I've recently written a client/server application using python-socketio with aiohttp, I've based my application on async namespaces (server-side), additionally I have many await calls in my on_message events, therefor I must use async locks to make sure I maintain the flow I desire. To achieve this behavior I've written a decorator and wrapped every critical-section type function with it.

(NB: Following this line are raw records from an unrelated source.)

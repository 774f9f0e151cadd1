use std::collections::HashMap;
use std::sync::RwLock;

use gitdag_types::ContentAddress;

use crate::error::{BackendError, BackendResult};
use crate::node::{upsert_entry, DagLink, DagNode, DirEntry, LinkKind};
use crate::path::{parse_path, split_segments};
use crate::traits::DagBackend;

/// In-memory, HashMap-based DAG backend.
///
/// Intended for tests and embedding. All nodes are held in memory behind a
/// `RwLock` for safe concurrent access. Nodes are cloned on read.
pub struct InMemoryDagBackend {
    nodes: RwLock<HashMap<ContentAddress, DagNode>>,
}

impl InMemoryDagBackend {
    /// Create a new empty backend.
    pub fn new() -> Self {
        Self {
            nodes: RwLock::new(HashMap::new()),
        }
    }

    /// Number of nodes currently stored.
    pub fn len(&self) -> usize {
        self.nodes.read().expect("lock poisoned").len()
    }

    /// Returns `true` if no nodes are stored.
    pub fn is_empty(&self) -> bool {
        self.nodes.read().expect("lock poisoned").is_empty()
    }

    fn load(&self, addr: &ContentAddress) -> BackendResult<DagNode> {
        self.nodes
            .read()
            .expect("lock poisoned")
            .get(addr)
            .cloned()
            .ok_or_else(|| BackendError::UnknownAddress(addr.clone()))
    }

    fn store(&self, node: DagNode) -> BackendResult<ContentAddress> {
        let addr = node.address()?;
        let mut map = self.nodes.write().expect("lock poisoned");
        // Idempotent: content-addressing guarantees the same address always
        // maps to the same node.
        map.entry(addr.clone()).or_insert(node);
        Ok(addr)
    }

    /// Follow `segments` from `root` to the address they name. The final
    /// link target is returned without being loaded, so dangling leaf links
    /// resolve fine.
    fn walk(
        &self,
        root: &ContentAddress,
        segments: &[String],
        full: &str,
    ) -> BackendResult<ContentAddress> {
        let mut current = root.clone();
        for name in segments {
            let entries = match self.load(&current)? {
                DagNode::Directory(entries) => entries,
                _ => return Err(BackendError::NotADirectory(full.to_string())),
            };
            current = entries
                .iter()
                .find(|e| e.name == *name)
                .map(|e| e.addr.clone())
                .ok_or_else(|| BackendError::NoLink {
                    name: name.clone(),
                    path: full.to_string(),
                })?;
        }
        Ok(current)
    }

    fn link_of(&self, entry: &DirEntry) -> DagLink {
        let kind = self
            .nodes
            .read()
            .expect("lock poisoned")
            .get(&entry.addr)
            .map(DagNode::link_kind)
            .unwrap_or(LinkKind::Node);
        DagLink {
            name: entry.name.clone(),
            kind,
            addr: entry.addr.clone(),
        }
    }

    fn patch_entries(
        &self,
        mut entries: Vec<DirEntry>,
        segments: &[String],
        target: &ContentAddress,
    ) -> BackendResult<ContentAddress> {
        let name = &segments[0];
        let child = if segments.len() == 1 {
            target.clone()
        } else {
            let sub = match entries.iter().find(|e| e.name == *name) {
                Some(entry) => match self.load(&entry.addr)? {
                    DagNode::Directory(sub) => sub,
                    _ => return Err(BackendError::NotADirectory(name.clone())),
                },
                None => Vec::new(),
            };
            self.patch_entries(sub, &segments[1..], target)?
        };
        upsert_entry(&mut entries, name, child);
        self.store(DagNode::Directory(entries))
    }
}

impl Default for InMemoryDagBackend {
    fn default() -> Self {
        Self::new()
    }
}

impl DagBackend for InMemoryDagBackend {
    fn list(&self, path: &str) -> BackendResult<Vec<DagLink>> {
        let (root, segments) = parse_path(path)?;
        let addr = self.walk(&root, &segments, path)?;
        match self.load(&addr)? {
            DagNode::Directory(entries) => {
                Ok(entries.iter().map(|e| self.link_of(e)).collect())
            }
            _ => Err(BackendError::NotADirectory(path.to_string())),
        }
    }

    fn cat(&self, path: &str) -> BackendResult<Vec<u8>> {
        let (root, segments) = parse_path(path)?;
        let addr = self.walk(&root, &segments, path)?;
        match self.load(&addr)? {
            DagNode::File(data) | DagNode::Object(data) => Ok(data),
            DagNode::Directory(_) => Err(BackendError::NotAFile(path.to_string())),
        }
    }

    fn add(&self, data: &[u8]) -> BackendResult<ContentAddress> {
        self.store(DagNode::File(data.to_vec()))
    }

    fn put_object(&self, data: &[u8]) -> BackendResult<ContentAddress> {
        self.store(DagNode::Object(data.to_vec()))
    }

    fn get_object(&self, addr: &ContentAddress) -> BackendResult<Vec<u8>> {
        match self.load(addr)? {
            DagNode::File(data) | DagNode::Object(data) => Ok(data),
            DagNode::Directory(_) => Err(BackendError::NotAFile(addr.to_string())),
        }
    }

    fn resolve(&self, path: &str) -> BackendResult<ContentAddress> {
        let (root, segments) = parse_path(path)?;
        self.walk(&root, &segments, path)
    }

    fn patch_link(
        &self,
        root: &ContentAddress,
        path: &str,
        target: &ContentAddress,
    ) -> BackendResult<ContentAddress> {
        let segments = split_segments(path)?;
        let entries = match self.load(root)? {
            DagNode::Directory(entries) => entries,
            _ => return Err(BackendError::NotADirectory(root.to_string())),
        };
        self.patch_entries(entries, &segments, target)
    }

    fn empty_root(&self) -> BackendResult<ContentAddress> {
        self.store(DagNode::Directory(Vec::new()))
    }
}

impl std::fmt::Debug for InMemoryDagBackend {
    fn fmt(&self, f: &mut std::fmt::Formatter<'_>) -> std::fmt::Result {
        f.debug_struct("InMemoryDagBackend")
            .field("node_count", &self.len())
            .finish()
    }
}
//! Local persistent state for gitdag.
//!
//! A remote helper process is short-lived; anything it must remember between
//! runs goes through the [`StateStore`] trait: which hash a ref was last
//! seen at, and where externalized large objects live. [`FileStateStore`]
//! persists one JSON map per remote; [`InMemoryStateStore`] backs tests.

pub mod error;
pub mod file;
pub mod memory;
pub mod traits;

pub use error::{StateError, StateResult};
pub use file::FileStateStore;
pub use memory::InMemoryStateStore;
pub use traits::StateStore;
use serde::{Deserialize, Serialize};

/// Tunable policy for one remote.
///
/// The defaults are the values production remotes run with; they are
/// settings, not invariants, so deployments can move them without a code
/// change.
#[derive(Debug, Clone, PartialEq, Eq, Serialize, Deserialize)]
pub struct RemoteConfig {
    /// Objects strictly larger than this many bytes are stored out-of-band.
    pub large_object_threshold: usize,

    /// Name of the reserved root subtree holding externalized objects.
    /// Never advertised as a ref.
    pub large_object_dir: String,

    /// Reserved state-store prefix for large-object mappings.
    pub lobj_prefix: String,

    /// Write an `error: <msg>` line before aborting a failed list.
    pub announce_list_failures: bool,
}

impl Default for RemoteConfig {
    fn default() -> Self {
        Self {
            large_object_threshold: 2 * 1024 * 1024,
            large_object_dir: "objects".to_string(),
            lobj_prefix: "//lobj".to_string(),
            announce_list_failures: false,
        }
    }
}

impl RemoteConfig {
    /// The state key a large object's mapping is recorded under.
    pub fn lobj_key(&self, name: &str) -> String {
        format!("{}/{}", self.lobj_prefix, name)
    }

    /// The root-relative link path of an externalized object.
    pub fn lobj_link(&self, name: &str) -> String {
        format!("{}/{}", self.large_object_dir, name)
    }
}

#[cfg(test)]
mod tests {
    use super::*;

    #[test]
    fn defaults_match_production_values() {
        let config = RemoteConfig::default();
        assert_eq!(config.large_object_threshold, 2 * 1024 * 1024);
        assert_eq!(config.large_object_dir, "objects");
        assert_eq!(config.lobj_prefix, "//lobj");
        assert!(!config.announce_list_failures);
    }

    #[test]
    fn key_and_link_shapes() {
        let config = RemoteConfig::default();
        assert_eq!(config.lobj_key("f0178"), "//lobj/f0178");
        assert_eq!(config.lobj_link("f0178"), "objects/f0178");
    }

    #[test]
    fn serde_roundtrip() {
        let config = RemoteConfig {
            large_object_threshold: 64,
            ..RemoteConfig::default()
        };
        let json = serde_json::to_string(&config).unwrap();
        let parsed: RemoteConfig = serde_json::from_str(&json).unwrap();
        assert_eq!(config, parsed);
    }
}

@async_synchronized('_async_mutex')
async def on_connect(self, sid, environ):
self._logger.info("client with sid: {} connected to namespace: {}!".format(
sid, __class__.__name__))
important_member = 1
await other_class.cool_coroutine()
important_member = 2
And in my constructor I've initialized _async_mutex = asyncio.Lock()
The decorator:
def async_synchronized(tlockname):
"""A decorator to place an instance based lock around a method """
def _synched(func):
@wraps(func)
async def _synchronizer(self, *args, **kwargs):
tlock = self.__getattribute__(tlockname)
try:
async with tlock:
return await func(self, *args, **kwargs)
finally:
pass
return _synchronizer
return _synched
Now everything works perfectly fine in any normal-use case (closing/opening the client triggers the functions correctly and the locks perform as expected). It's important to note that my on_disconnect function is wrapped with the exact same decorator and lock. The problem I encounter is when a client's network adapter is physically disconnected (normal client closure works just fine), I see that my on_disconnect event is indeed called but another co-routine is currently holding the lock. For some reason the event is triggered multiple times and eventually gets deadlocked.
I've wrapped my decorator with prints that describe the lock's status / calling function and also added a try/catch around every async call. It seems that all of my co-routines catch a cancelled exception (I presume by aiohttp), and therefor a method that "held" the lock was cancelled and the lock is never released. I've tried wrapping every async call with an asyncio.shield() but the behavior didn't change.
Is there a different approach to async locks that I should take here? (removing the locks entirely fixes the problem but may cause undefined behavior in the computational part of the application)
More code samples: The actual on_connect and on_disconnect events:
@async_synchronized('_async_mutex')
async def on_connect(self, sid, environ):
self._logger.info("very good log message")
self._connected_clients_count += 1
@async_synchronized('_async_mutex')
async def on_disconnect(self, sid):
self._logger.info("very good disconnect message")
self._connected_clients_count -= 1
await self._another_namespace_class.inform_client_disconnect(sid) # this method is wrapped with the same decorator but with a different lock
Note: the other does not have the same client connected to it. Also, when a network disconnect occurs I don't see the log messages appear as well (I've set the log level to debug)